>>>

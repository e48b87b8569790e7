//! Driver tests against a scripted transport.
//!
//! These run on tokio's paused clock, so multi-second scenarios finish
//! instantly and iteration counts are exact.

use async_trait::async_trait;
use shakesapp_load::{
    ConfigError, LoadRunner, RequestFailure, Response, TestConfig, Transport, TransportFactory,
};
use std::collections::HashMap;
use std::sync::atomic::{AtomicU64, AtomicUsize, Ordering};
use std::sync::Arc;
use std::time::Duration;
use tokio::time::Instant;
use url::Url;

// ============================================================================
// Scripted transport
// ============================================================================

struct ScriptedTransport {
    latency: Duration,
    /// 1-based call numbers that fail with HTTP 500.
    fail_on: Vec<u64>,
    /// 1-based call number that panics the user task.
    panic_on: Option<u64>,
    calls: AtomicU64,
}

#[async_trait]
impl Transport for ScriptedTransport {
    async fn get(&self, url: &Url) -> Result<Response, RequestFailure> {
        assert!(url.query_pairs().any(|(k, _)| k == "q"));
        let call = self.calls.fetch_add(1, Ordering::SeqCst) + 1;
        tokio::time::sleep(self.latency).await;
        if self.panic_on == Some(call) {
            panic!("transport blew up on call {}", call);
        }
        if self.fail_on.contains(&call) {
            Err(RequestFailure::Status(500))
        } else {
            Ok(Response {
                status: 200,
                bytes: 32,
            })
        }
    }
}

#[derive(Default)]
struct ScriptedFactory {
    latency: Duration,
    fail_on: HashMap<usize, Vec<u64>>,
    panic_on: HashMap<usize, u64>,
    broken_users: Vec<usize>,
    created: Arc<AtomicUsize>,
}

impl ScriptedFactory {
    fn with_latency(latency: Duration) -> Self {
        Self {
            latency,
            ..Default::default()
        }
    }
}

impl TransportFactory for ScriptedFactory {
    fn create(&self, user_id: usize) -> anyhow::Result<Arc<dyn Transport>> {
        if self.broken_users.contains(&user_id) {
            anyhow::bail!("no route to host for user {}", user_id);
        }
        self.created.fetch_add(1, Ordering::SeqCst);
        Ok(Arc::new(ScriptedTransport {
            latency: self.latency,
            fail_on: self.fail_on.get(&user_id).cloned().unwrap_or_default(),
            panic_on: self.panic_on.get(&user_id).copied(),
            calls: AtomicU64::new(0),
        }))
    }
}

fn config(concurrency: u32, duration_secs: u64, delay_ms: u64, vocabulary: &[&str]) -> TestConfig {
    TestConfig {
        name: "scripted".to_string(),
        target_endpoint: "http://shakesapp.test".to_string(),
        concurrency,
        duration_secs,
        delay_ms,
        vocabulary: vocabulary.iter().map(|w| w.to_string()).collect(),
        seed: Some(42),
        ..Default::default()
    }
}

// ============================================================================
// Scenarios
// ============================================================================

#[tokio::test(start_paused = true)]
async fn test_two_users_three_seconds() {
    let runner = LoadRunner::with_transport(
        config(2, 3, 1000, &["hello", "love"]),
        ScriptedFactory::with_latency(Duration::from_millis(10)),
    )
    .unwrap();

    let report = runner.run().await.unwrap();

    // Each user requests at 0s, 1.01s and 2.02s.
    assert_eq!(report.total_requests, 6);
    assert_eq!(report.successful_requests, 6);
    assert_eq!(report.active_users, 2);
    assert_eq!(report.term_counts.len(), 2);
    assert_eq!(
        report.term_counts["hello"] + report.term_counts["love"],
        report.total_requests
    );
}

#[tokio::test(start_paused = true)]
async fn test_counter_matches_outcomes_under_load() {
    let vocabulary = ["hello", "love", "life", "people", "cloud", "sun", "rainbow", "beauty"];
    let runner = LoadRunner::with_transport(
        config(60, 20, 50, &vocabulary),
        ScriptedFactory::with_latency(Duration::from_millis(7)),
    )
    .unwrap();

    let report = runner.run().await.unwrap();

    let counted: u64 = report.term_counts.values().sum();
    assert_eq!(counted, report.total_requests);
    assert_eq!(
        report.total_requests,
        report.successful_requests + report.failed_requests
    );
    assert!(report.total_requests > 60 * 300);
}

// ============================================================================
// Deadline
// ============================================================================

async fn assert_finishes_on_time(duration_secs: u64) {
    let config = config(8, duration_secs, 250, &["hello", "love"]);
    let grace = config.shutdown_grace();
    let runner =
        LoadRunner::with_transport(config, ScriptedFactory::with_latency(Duration::from_millis(40)))
            .unwrap();

    let start = Instant::now();
    let report = runner.run().await.unwrap();
    let elapsed = start.elapsed();

    assert!(elapsed >= Duration::from_secs(duration_secs));
    assert!(elapsed <= Duration::from_secs(duration_secs) + grace);
    assert!(report.duration_secs <= (Duration::from_secs(duration_secs) + grace).as_secs_f64());
}

#[tokio::test(start_paused = true)]
async fn test_one_second_run_stops_at_deadline() {
    assert_finishes_on_time(1).await;
}

#[tokio::test(start_paused = true)]
async fn test_five_second_run_stops_at_deadline() {
    assert_finishes_on_time(5).await;
}

#[tokio::test(start_paused = true)]
async fn test_hung_requests_are_abandoned_at_deadline() {
    let runner = LoadRunner::with_transport(
        config(4, 2, 1000, &["hello"]),
        ScriptedFactory::with_latency(Duration::from_secs(3600)),
    )
    .unwrap();

    let start = Instant::now();
    let report = runner.run().await.unwrap();

    assert!(start.elapsed() < Duration::from_millis(2100));
    assert_eq!(report.total_requests, 0);
    assert_eq!(report.abandoned_requests, 4);
    assert_eq!(report.term_counts["hello"], 0);
}

// ============================================================================
// Isolation
// ============================================================================

#[tokio::test(start_paused = true)]
async fn test_injected_failures_are_counted_once_each() {
    let factory = ScriptedFactory {
        latency: Duration::from_millis(10),
        fail_on: HashMap::from([(0, vec![2, 5, 7])]),
        ..Default::default()
    };
    let runner = LoadRunner::with_transport(config(4, 10, 1000, &["hello", "love"]), factory).unwrap();

    let report = runner.run().await.unwrap();

    // Ten iterations per user: 0s, 1.01s, ... 9.09s.
    assert_eq!(report.total_requests, 40);
    assert_eq!(report.failed_requests, 3);
    assert_eq!(report.successful_requests, 37);
    assert_eq!(report.failures_by_kind["status"], 3);
    assert_eq!(report.status_codes[&500], 3);
    assert_eq!(report.term_counts.values().sum::<u64>(), 40);
}

#[tokio::test(start_paused = true)]
async fn test_failing_user_keeps_running() {
    let factory = ScriptedFactory {
        latency: Duration::from_millis(10),
        fail_on: HashMap::from([(1, (1..=100).collect())]),
        ..Default::default()
    };
    let runner = LoadRunner::with_transport(config(2, 5, 1000, &["hello"]), factory).unwrap();

    let report = runner.run().await.unwrap();

    assert_eq!(report.failed_requests, 5);
    assert_eq!(report.successful_requests, 5);
}

#[tokio::test(start_paused = true)]
async fn test_panicked_user_is_reported_as_lost() {
    let factory = ScriptedFactory {
        latency: Duration::from_millis(10),
        panic_on: HashMap::from([(0, 3)]),
        ..Default::default()
    };
    let runner = LoadRunner::with_transport(config(2, 5, 1000, &["hello", "love"]), factory).unwrap();

    let report = runner.run().await.unwrap();

    // User 1 finishes its five iterations; user 0's metrics go down with it.
    assert_eq!(report.lost_users, 1);
    assert_eq!(report.active_users, 2);
    assert_eq!(report.total_requests, 5);
    assert_eq!(report.successful_requests, 5);
    // User 0 counted its first two terms before the panic.
    assert_eq!(
        report.term_counts.values().sum::<u64>(),
        report.total_requests + 2
    );
}

#[tokio::test(start_paused = true)]
async fn test_clean_run_loses_no_users() {
    let runner = LoadRunner::with_transport(
        config(3, 2, 500, &["hello"]),
        ScriptedFactory::with_latency(Duration::from_millis(10)),
    )
    .unwrap();

    let report = runner.run().await.unwrap();

    assert_eq!(report.lost_users, 0);
    assert_eq!(report.term_counts["hello"], report.total_requests);
}

// ============================================================================
// Startup
// ============================================================================

#[tokio::test(start_paused = true)]
async fn test_degraded_startup_runs_remaining_users() {
    let factory = ScriptedFactory {
        latency: Duration::from_millis(10),
        broken_users: vec![1],
        ..Default::default()
    };
    let runner = LoadRunner::with_transport(config(4, 3, 1000, &["hello", "love"]), factory).unwrap();

    let report = runner.run().await.unwrap();

    assert_eq!(report.configured_concurrency, 4);
    assert_eq!(report.active_users, 3);
    assert!(report.is_degraded());
    assert_eq!(report.total_requests, 9);
}

#[tokio::test(start_paused = true)]
async fn test_no_users_started_is_an_error() {
    let factory = ScriptedFactory {
        broken_users: vec![0, 1],
        ..Default::default()
    };
    let runner = LoadRunner::with_transport(config(2, 3, 1000, &["hello"]), factory).unwrap();

    assert!(runner.run().await.is_err());
}

#[test]
fn test_empty_vocabulary_never_starts() {
    let factory = ScriptedFactory::default();
    let created = factory.created.clone();

    let err = LoadRunner::with_transport(config(2, 3, 1000, &[]), factory)
        .err()
        .expect("empty vocabulary accepted");

    assert!(matches!(err, ConfigError::EmptyVocabulary));
    assert_eq!(created.load(Ordering::SeqCst), 0);
}

#[test]
fn test_invalid_endpoint_never_starts() {
    let mut config = config(2, 3, 1000, &["hello"]);
    config.target_endpoint = "shakesapp without scheme".to_string();

    let err = LoadRunner::with_transport(config, ScriptedFactory::default())
        .err()
        .expect("invalid endpoint accepted");
    assert!(matches!(err, ConfigError::InvalidEndpoint { .. }));
}

// ============================================================================
// Reproducibility
// ============================================================================

#[tokio::test(start_paused = true)]
async fn test_seeded_runs_choose_the_same_terms() {
    let vocabulary = ["hello", "love", "life", "people", "cloud", "sun", "rainbow", "beauty"];

    let mut counts = Vec::new();
    for _ in 0..2 {
        let runner = LoadRunner::with_transport(
            config(5, 30, 500, &vocabulary),
            ScriptedFactory::with_latency(Duration::from_millis(10)),
        )
        .unwrap();
        counts.push(runner.run().await.unwrap().term_counts);
    }

    assert_eq!(counts[0], counts[1]);
}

<<<

What you have to do> Return every line in the listing that contains the word "Ordering".

Exercise result>
use std::sync::atomic::{AtomicU64, AtomicUsize, Ordering};
        let call = self.calls.fetch_add(1, Ordering::SeqCst) + 1;
        self.created.fetch_add(1, Ordering::SeqCst);
    assert_eq!(created.load(Ordering::SeqCst), 0);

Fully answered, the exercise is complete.